Worm Ouroboros is starting the new year off with a stunning new release.  They took a break from touring to concentrate on their latest album, What Graceless Dawn, which was released through Profound Lore Records at the end of 2016.  Now that the album is out, we hope they will bring their beautiful and haunting sound to a nearby stage.  We had a chance to catch up with Jessica, Lorraine, and Aesop to learn a little bit more about the new release and their creative process. Check out our interview below!


What was the creative process like for this album, was it written collectively?

Jessica:  Worm Ouroboros writes in a very collaborative manner. While a song will start with a melody from one of us, we slowly build the pieces together, all of us contributing our ideas for where the song will go next. Whoever is singing lead usually writes the lyrics for that song and arranges the harmonies, but the instrumentation and overall arrangement is a collective effort. We don’t jam, every line of melody is carefully composed. As we go, the three of us arrange and rearrange a song. It can be a slow process but it is rewarding to be able to create this way.
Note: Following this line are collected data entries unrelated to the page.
//! Unified error handling for the webhook handlers.
//!
//! Every failure is answered with `400 Bad Request` and an empty body.
//! Shopify treats any non-2xx as a failed delivery and retries it, and
//! since every write is an idempotent upsert the retry is safe. The detail
//! only goes to the logs.

use axum::extract::rejection::BytesRejection;
use axum::{
    http::StatusCode,
    response::{IntoResponse, Response},
};
use shopify_sync_core::DecodeError;
use thiserror::Error;

use crate::services::StoreWriteError;

/// Application-level error type for the sync handlers.
#[derive(Debug, Error)]
pub enum SyncError {
    /// The request body could not be read.
    #[error("Unreadable body: {0}")]
    UnreadableBody(#[from] BytesRejection),

    /// The body is not a well-formed payload.
    #[error(transparent)]
    Decode(#[from] DecodeError),

    /// An upsert failed partway through the payload.
    #[error(transparent)]
    StoreWrite(#[from] StoreWriteError),
}

impl IntoResponse for SyncError {
    fn into_response(self) -> Response {
        match &self {
            Self::UnreadableBody(_) | Self::Decode(_) => {
                tracing::warn!(error = %self, "Rejected webhook payload");
            }
            Self::StoreWrite(e) => {
                let event_id = sentry::capture_error(&self);
                tracing::error!(
                    error = %self,
                    entity = %e.kind,
                    entity_id = e.id,
                    sentry_event_id = %event_id,
                    "Webhook write failed"
                );
            }
        }

        StatusCode::BAD_REQUEST.into_response()
    }
}
//! Upsert writer for decoded webhook payloads.
//!
//! A payload is written as a sequence of independent upserts: the parent
//! row first, then every child in the order it appears in the payload
//! (variants before images for products). The first failure stops the
//! sequence. Rows written before the failure stay committed; there is no
//! transaction around the sequence, so a redelivery of the same payload is
//! what repairs a partially written entity.

use std::fmt;

use shopify_sync_core::{CustomerPayload, ProductPayload};
use thiserror::Error;
use tracing::{debug, instrument};

use crate::db::{RepositoryError, SyncStore};

/// Kind of row being written, for error reporting.
#[derive(Debug, Clone, Copy, PartialEq, Eq)]
pub enum EntityKind {
    Product,
    Variant,
    Image,
    Customer,
    Address,
}

impl fmt::Display for EntityKind {
    fn fmt(&self, f: &mut fmt::Formatter<'_>) -> fmt::Result {
        let name = match self {
            Self::Product => "product",
            Self::Variant => "variant",
            Self::Image => "image",
            Self::Customer => "customer",
            Self::Address => "address",
        };
        f.write_str(name)
    }
}

/// An upsert failed. Rows written earlier in the same request are kept.
#[derive(Debug, Error)]
#[error("failed to upsert {kind} {id}: {source}")]
pub struct StoreWriteError {
    pub kind: EntityKind,
    pub id: i64,
    #[source]
    pub source: RepositoryError,
}

impl StoreWriteError {
    const fn new(kind: EntityKind, id: i64, source: RepositoryError) -> Self {
        Self { kind, id, source }
    }
}

/// Rows written for one payload, by kind.
#[derive(Debug, Clone, Copy, PartialEq, Eq, Default)]
pub struct SyncSummary {
    pub parents: usize,
    pub variants: usize,
    pub images: usize,
    pub addresses: usize,
}

impl SyncSummary {
    const fn parent() -> Self {
        Self {
            parents: 1,
            variants: 0,
            images: 0,
            addresses: 0,
        }
    }

    /// Parent plus children.
    #[must_use]
    pub const fn rows_written(&self) -> usize {
        self.parents + self.variants + self.images + self.addresses
    }
}

/// Upsert a product, then its variants, then its images.
///
/// # Errors
///
/// Returns `StoreWriteError` for the first row that fails to write.
#[instrument(skip(store, product), fields(product_id = %product.id))]
pub async fn sync_product(
    store: &dyn SyncStore,
    product: &ProductPayload,
) -> Result<SyncSummary, StoreWriteError> {
    store
        .upsert_product(product)
        .await
        .map_err(|e| StoreWriteError::new(EntityKind::Product, product.id.as_i64(), e))?;
    let mut summary = SyncSummary::parent();

    for variant in &product.variants {
        store
            .upsert_variant(variant)
            .await
            .map_err(|e| StoreWriteError::new(EntityKind::Variant, variant.id.as_i64(), e))?;
        summary.variants += 1;
        debug!(variant_id = %variant.id, "Variant upserted");
    }

    for image in &product.images {
        store
            .upsert_image(image)
            .await
            .map_err(|e| StoreWriteError::new(EntityKind::Image, image.id.as_i64(), e))?;
        summary.images += 1;
        debug!(image_id = %image.id, "Image upserted");
    }

    Ok(summary)
}

/// Upsert a customer, then its addresses.
///
/// # Errors
///
/// Returns `StoreWriteError` for the first row that fails to write.
#[instrument(skip(store, customer), fields(customer_id = %customer.id))]
pub async fn sync_customer(
    store: &dyn SyncStore,
    customer: &CustomerPayload,
) -> Result<SyncSummary, StoreWriteError> {
    store
        .upsert_customer(customer)
        .await
        .map_err(|e| StoreWriteError::new(EntityKind::Customer, customer.id.as_i64(), e))?;
    let mut summary = SyncSummary::parent();

    for address in &customer.addresses {
        store
            .upsert_address(address)
            .await
            .map_err(|e| StoreWriteError::new(EntityKind::Address, address.id.as_i64(), e))?;
        summary.addresses += 1;
        debug!(address_id = %address.id, "Address upserted");
    }

    Ok(summary)
}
Aesop: I tend to record a lot of our rehearsals as we are writing and listen intently to what is working and not drum-wise. There are moments where I listen closer to what the bass is doing, and other instances where a Jessica’s guitar might inform my decisions. Note choice and phrasing is very crucial to Worm Ouroboros, I want the drumming to be very deliberate.

This album has such an intensely tragic beauty to it, where did you find yourself going during the creative process to come up with these ideas and sounds?

Lorraine:  Jessica and I met early on in the process to discuss the general direction of this album, and coincidentally we’d both come to the table wanting to explore similar themes of despair, hopelessness, and destructive desires–delving into slightly darker waters than our previous albums. We came up with a story about Day and Night being in love, but eternally doomed to destroy the other and never to possess the object of their yearning. This cycle of inner and outer destruction and the helplessness it creates became our emotional scaffolding. Each song on the album tells its own story, independent of the larger one. But having this overarching theme gives all the songs a certain connectedness that makes the album work as a whole.

The music and arrangements themselves follow these narratives naturally. If we know what a song is about and what the mood is that it needs to convey, it almost becomes intuitive to hear what those feelings sound like and what comes next in the arrangement to move us through the story and its terrain.

This album feels a little bit more stripped down and raw than your previous releases, was it your intention to do so or was this a natural evolution of the sound?

Aesop: Not sure I necessarily agree so the long and short answer is “no.” I think we definitely tried some new things with this material but other than that the process was very much like Come The Thaw.

What was the recording process like at Earhammer Studios?

Aesop: Greg Wilkinson is the best. Very relaxed and easy to work with. I think he understands exactly what we are doing and knows how to technically capture it. We’ve never even discussed doing it anywhere else or with anyone else.

The overlapping vocals are one of the most prominent elements of this album, did either of you have formal voice training?

Lorraine:  I was in choir when I was young, but no formal voice training. I did have classical training on flute and played in a band and orchestra in college. I think this background, along with some music theory study, has trained my ear for harmonies and intervals and given me a pretty solid foundation for writing.

Jessica:  I’ve had some vocal lessons as an adult, but not extensively. I grew up in a musical family and was singing in choirs from a very young age. My father was a songwriter and really encouraged me to write my own music, and my mother was a professional singer in the days before she had children, so I learned a lot from her. Perhaps because both of us have choral experience, we have an ear for blending and harmonizing with another voice. Lorraine and I also just really enjoy singing together.

The album artwork is absolutely beautiful, can you tell us a little bit more about it?

Lorraine:  Thank you–I created the artwork and package design. We talked as a band about some visual themes first, and decided we wanted to convey a sense of hopelessness and despair–of being trapped by one’s own mind and self-destructive yearnings. I came up with this image of moonflowers that only open at night, dying and withering under the oppressive gold weight of dawn. The person is held between the two equally oppressive forces of day and night, suspended and inconsolable. That said, I like to keep imagery just vague and open enough to allow for other interpretations, as it may speak to someone else in a different way.

What are your upcoming plans now that What Graceless Dawn is released?

Jessica:  We made the difficult decision to take a very long break from touring to focus on writing this album, so we hope to get out and back to touring and playing festivals again. We’ve also always wanted to get the first album from 2009 finally on vinyl, perhaps other formats, things of that nature. Likely we will begin writing album four.

Aesop: As Jessica said, play more, write more.